Despite my best efforts there are still some of you who don’t believe in the power of baseball. There are some of you who just don’t see the beauty in it. So today I will divest myself of the task of trying to convince you and turn it over to people far smarter and more eloquent than myself. Thus I present to you some of the greatest quotes ever made about the American pastime. The quotes below are not all from ballplayers, and they are not about specific games or events, rather they are quotes about the game and how it fits into the American landscape. Hopefully I’ll win a few converts here. If not, then I hope I at least entertain you.


“You see, you spend a good piece of your life gripping a baseball, and in the end it turns out that it was the other way around all the time.” -Jim Bouton, former MLB player and author of "Ball Four"

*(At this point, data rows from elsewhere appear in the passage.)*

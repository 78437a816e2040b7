//! Column state machine.
//!
//! Consumes closing prices left to right and produces the finalized columns
//! plus the in-progress column. Per close `p`, with current high `H` and low `L`:
//!
//! - X column: extend up while `p >= H + box`; reverse to O when
//!   `p <= H - box * reversal`, starting at `H - box` down to `quantize(p)`.
//! - O column: extend down while `p <= L - box`; reverse to X when
//!   `p >= L + box * reversal`, starting at `L + box` up to `quantize(p)`.
//! - Otherwise the bar changes nothing.

use thiserror::Error;

use super::column::{level, quantize_index, Column, ColumnBuilder, ColumnKind};
use crate::config::ConfigError;
use crate::domain::Bar;

/// Upper bound on boxes in a single column.
pub const MAX_COLUMN_BOXES: u64 = 1_000_000;

/// Largest |price / box_size| accepted; keeps box indices exact in f64.
pub const MAX_BOX_INDEX: i64 = 1 << 52;

#[derive(Debug, Clone, PartialEq, Error)]
pub enum ChartError {
    #[error(transparent)]
    Config(#[from] ConfigError),

    #[error("close price must be finite, got {0}")]
    NonFinitePrice(f64),

    #[error("price {price} is out of range for box size {box_size}")]
    PriceOutOfRange { price: f64, box_size: f64 },

    #[error(
        "column would hold {boxes} boxes (limit {limit}); box size {box_size} is too small for the price range",
        limit = MAX_COLUMN_BOXES
    )]
    ColumnTooTall { boxes: u64, box_size: f64 },
}

/// Initial column kind: X if the second close exceeds the first, else O.
///
/// With a single close there is no second bar to compare against and the
/// chart starts as O.
pub fn initial_kind(first: f64, second: Option<f64>) -> ColumnKind {
    match second {
        Some(second) if second > first => ColumnKind::X,
        _ => ColumnKind::O,
    }
}

/// Streaming point-and-figure column builder.
#[derive(Debug, Clone)]
pub struct ColumnMachine {
    box_size: f64,
    reversal: i64,
    finalized: Vec<Column>,
    current: ColumnBuilder,
}

impl ColumnMachine {
    /// Start a chart at `quantize(first_close)` with the given initial kind.
    pub fn start(
        first_close: f64,
        kind: ColumnKind,
        box_size: f64,
        reversal: u32,
    ) -> Result<Self, ChartError> {
        if !(box_size.is_finite() && box_size > 0.0) {
            return Err(ConfigError::InvalidBoxSize(box_size).into());
        }
        if reversal == 0 {
            return Err(ConfigError::InvalidReversal(reversal).into());
        }
        let seed = checked_index(first_close, box_size)?;

        Ok(Self {
            box_size,
            reversal: i64::from(reversal),
            finalized: Vec::new(),
            current: ColumnBuilder::seed(kind, seed),
        })
    }

    pub fn box_size(&self) -> f64 {
        self.box_size
    }

    /// Columns finalized so far (excludes the in-progress column).
    pub fn finalized(&self) -> &[Column] {
        &self.finalized
    }

    pub fn current(&self) -> &ColumnBuilder {
        &self.current
    }

    /// Feed one closing price.
    pub fn push(&mut self, price: f64) -> Result<(), ChartError> {
        let b = self.box_size;
        let q = checked_index(price, b)?;
        let high = self.current.high_index();
        let low = self.current.low_index();

        match self.current.kind() {
            ColumnKind::X => {
                if price >= level(high + 1, b) {
                    let mut next = self.current;
                    next.extend_up(q.max(high + 1));
                    self.current = self.checked(next)?;
                } else if price <= level(high - self.reversal, b) {
                    let top = high - 1;
                    let next = ColumnBuilder::spanning(ColumnKind::O, q.min(top), top);
                    self.reverse_into(next)?;
                }
            }
            ColumnKind::O => {
                if price <= level(low - 1, b) {
                    let mut next = self.current;
                    next.extend_down(q.min(low - 1));
                    self.current = self.checked(next)?;
                } else if price >= level(low + self.reversal, b) {
                    let bottom = low + 1;
                    let next = ColumnBuilder::spanning(ColumnKind::X, bottom, q.max(bottom));
                    self.reverse_into(next)?;
                }
            }
        }
        Ok(())
    }

    /// Finalized columns followed by the in-progress column.
    pub fn finish(mut self) -> Vec<Column> {
        self.finalized.push(self.current.finish(self.box_size));
        self.finalized
    }

    fn reverse_into(&mut self, next: ColumnBuilder) -> Result<(), ChartError> {
        let next = self.checked(next)?;
        self.finalized.push(self.current.finish(self.box_size));
        self.current = next;
        Ok(())
    }

    fn checked(&self, column: ColumnBuilder) -> Result<ColumnBuilder, ChartError> {
        let boxes = column.box_count();
        if boxes > MAX_COLUMN_BOXES {
            return Err(ChartError::ColumnTooTall {
                boxes,
                box_size: self.box_size,
            });
        }
        Ok(column)
    }
}

fn checked_index(price: f64, box_size: f64) -> Result<i64, ChartError> {
    if !price.is_finite() {
        return Err(ChartError::NonFinitePrice(price));
    }
    let ratio = price / box_size;
    if !ratio.is_finite() || ratio.abs() >= MAX_BOX_INDEX as f64 {
        return Err(ChartError::PriceOutOfRange { price, box_size });
    }
    Ok(quantize_index(price, box_size))
}

/// Run the state machine over a sequence of closes.
///
/// Returns an empty sequence for empty input; otherwise the last column is
/// the in-progress one.
pub fn columns_from_closes(
    closes: &[f64],
    box_size: f64,
    reversal: u32,
) -> Result<Vec<Column>, ChartError> {
    let Some(&first) = closes.first() else {
        return Ok(Vec::new());
    };
    let kind = initial_kind(first, closes.get(1).copied());
    let mut machine = ColumnMachine::start(first, kind, box_size, reversal)?;
    for &price in &closes[1..] {
        machine.push(price)?;
    }
    Ok(machine.finish())
}

/// Run the state machine over bar closes.
pub fn build_columns(
    bars: &[Bar],
    box_size: f64,
    reversal: u32,
) -> Result<Vec<Column>, ChartError> {
    let closes: Vec<f64> = bars.iter().map(|b| b.close).collect();
    columns_from_closes(&closes, box_size, reversal)
}
//! Cross-cycle change detection.
//!
//! A chart's signature is its column count plus the kind of its terminal
//! column. A change is reported only against a previously recorded signature,
//! so the first observation of an instrument is always silent and two
//! identical charts in a row never signal twice.

use chrono::{DateTime, Utc};
use serde::{Deserialize, Serialize};

use super::builder::Chart;
use super::column::ColumnKind;

/// Minimal chart state compared between cycles.
#[derive(Debug, Clone, Copy, PartialEq, Eq, Hash, Serialize, Deserialize)]
pub struct Signature {
    #[serde(rename = "count")]
    pub column_count: usize,
    #[serde(rename = "type")]
    pub kind: ColumnKind,
}

/// Outcome of comparing a chart against the previous signature.
#[derive(Debug, Clone, Copy, PartialEq, Eq)]
pub struct ChangeDetection {
    pub changed: bool,
    /// Signature to record; `None` only for an empty chart.
    pub signature: Option<Signature>,
}

/// Compare a freshly built chart with the previous signature, if any.
pub fn detect_change(previous: Option<&Signature>, chart: &Chart) -> ChangeDetection {
    let signature = chart.signature();
    let changed = match (previous, signature.as_ref()) {
        (Some(prev), Some(next)) => prev != next,
        _ => false,
    };
    ChangeDetection { changed, signature }
}

/// A detected structural change, handed to the notifier.
#[derive(Debug, Clone, PartialEq, Serialize, Deserialize)]
pub struct ChangeEvent {
    pub symbol: String,
    pub kind: ColumnKind,
    pub column_count: usize,
    pub box_size: f64,
    /// Time of the last bar in the chart.
    pub timestamp: DateTime<Utc>,
}

impl ChangeEvent {
    /// Event for a chart, or `None` if the chart is empty.
    pub fn from_chart(symbol: &str, chart: &Chart) -> Option<Self> {
        let sig = chart.signature()?;
        Some(Self {
            symbol: symbol.to_string(),
            kind: sig.kind,
            column_count: sig.column_count,
            box_size: chart.box_size,
            timestamp: chart.last_updated,
        })
    }
}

“I don't know why people like the home run so much. A home run is over as soon as it starts.... The triple is the most exciting play of the game. A triple is like meeting a woman who excites you, spending the evening talking and getting more excited, then taking her home. It drags on and on. You're never sure how it's going to turn out.” -George Foster, former player

“I believe in the Church of Baseball. I've tried all the major religions, and most of the minor ones. I've worshipped Buddha, Allah, Brahma, Vishnu, Siva, trees, mushrooms, and Isadora Duncan. I know things. For instance, there are 108 beads in a Catholic rosary and there are 108 stitches in a baseball. When I heard that, I gave Jesus a chance. But it just didn't work out between us. The Lord laid too much guilt on me. I prefer metaphysics to theology. You see, there's no guilt in baseball, and it's never boring... which makes it like sex. There's never been a ballplayer slept with me who didn't have the best year of his career. Making love is like hitting a baseball: you just gotta relax and concentrate. Besides, I'd never sleep with a player hitting under .250... not unless he had a lot of RBIs and was a great glove man up the middle. You see, there's a certain amount of life wisdom I give these boys. I can expand their minds. Sometimes when I've got a ballplayer alone, I'll just read Emily Dickinson or Walt Whitman to him, and the guys are so sweet, they always stay and listen. 'Course, a guy'll listen to anything if he thinks it's foreplay. I make them feel confident, and they make me feel safe, and pretty. 'Course, what I give them lasts a lifetime; what they give me lasts 142 games. Sometimes it seems like a bad trade. But bad trades are part of baseball -- now who can forget Frank Robinson for Milt Pappas, for God's sake? It's a long season and you gotta trust. I've tried 'em all, I really have, and the only church that truly feeds the soul, day in, day out, is the Church of Baseball. “ -Annie Savoy, Bull Durham

“Say this much for big league baseball - it is beyond question the greatest conversation piece ever invented in America.” -Bruce Catton

“A good friend of mine used to say, "This is a very simple game. You throw the ball, you catch the ball, you hit the ball. Sometimes you win, sometimes you lose, sometimes it rains." Think about that for a while.” -Nuke Laloosh, Bull Durham

“Walt Whitman once said, "I see great things in baseball. It's our game, the American game. It will repair our losses and be a blessing to us." You could look it up. “ -Annie Savoy

“I see great things in baseball. It's our game - the American game. It will take our people out-of-doors, fill them with oxygen, give them a larger physical stoicism. It tends to relieve us from being a nervous, dyspeptic set, repair these losses, and be a blessing to us.” -Walt Whitman (Allegedly)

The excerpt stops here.